En medio del dolor y la conmoción provocados por el reciente accidente ferroviario, Punta Umbría ha vivido hoy un momento de luz, humanidad y esperanza que ha servido de bálsamo para toda la localidad.
Los padres de José Durán, vecino del municipio que resultó herido en el accidente de tren de Adamuz, Carmelo y Eli, se han reencontrado con quienes fueron los salvadores de su hijo en los instantes más críticos del siniestro: Elisabeth Ayllón y los dos menores Julio Rodríguez y José Cepas. Personas que, con una valentía y una humanidad admirables, no dudaron en permanecer a su lado cuando más lo necesitaba.
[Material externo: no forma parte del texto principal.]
//! Exponential backoff strategy for retry policies.

use std::time::Duration;

/// Jitter fraction applied when a policy enables jitter.
pub const DEFAULT_JITTER: f64 = 0.25;

#[derive(Debug, Clone)]
pub struct ExponentialBackoff {
    initial: Duration,
    max: Duration,
    factor: f64,
    jitter: f64,
}

impl ExponentialBackoff {
    pub fn new(initial: Duration, max: Duration, factor: f64) -> Self {
        Self {
            initial,
            max,
            factor,
            jitter: 0.0,
        }
    }

    pub fn with_jitter(mut self, jitter: f64) -> Self {
        self.jitter = jitter.clamp(0.0, 1.0);
        self
    }

    /// Delay before retry number `attempt` (1-based). A factor of zero keeps
    /// the delay constant at the initial value. Jitter is applied before the
    /// cap, so the result never exceeds the max delay.
    pub fn delay_for(&self, attempt: u32) -> Duration {
        let initial = self.initial.as_millis() as f64;
        let base = if self.factor == 0.0 {
            initial
        } else {
            initial * self.factor.powi(attempt.saturating_sub(1) as i32)
        };

        let jittered = if self.jitter > 0.0 {
            let jitter_range = base * self.jitter;
            base + rand::random::<f64>() * jitter_range * 2.0 - jitter_range
        } else {
            base
        };
        let clamped = jittered.clamp(0.0, self.max.as_millis() as f64);

        Duration::from_millis(clamped as u64)
    }
}

impl Default for ExponentialBackoff {
    fn default() -> Self {
        Self {
            initial: Duration::from_millis(1000),
            max: Duration::from_secs(60),
            factor: 2.0,
            jitter: DEFAULT_JITTER,
        }
    }
}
El emotivo encuentro ha tenido lugar en el Ayuntamiento de Punta Umbría, en un ambiente cargado de gratitud y respeto. Posteriormente, en un ámbito más íntimo, José ha podido abrazarse de nuevo con quienes le ayudaron, acompañado también por sus amigos.
Este gesto espontáneo y generoso, nacido del corazón, pone de manifiesto la solidaridad cuando más falta hace, la madurez y entereza en personas tan jóvenes y la bondad que logra abrirse paso incluso en medio de la tragedia.
Punta Umbría agradece profundamente este ejemplo de humanidad, que nos recuerda que, aun en los momentos más oscuros, siempre hay gestos capaces de devolvernos la fe en las personas.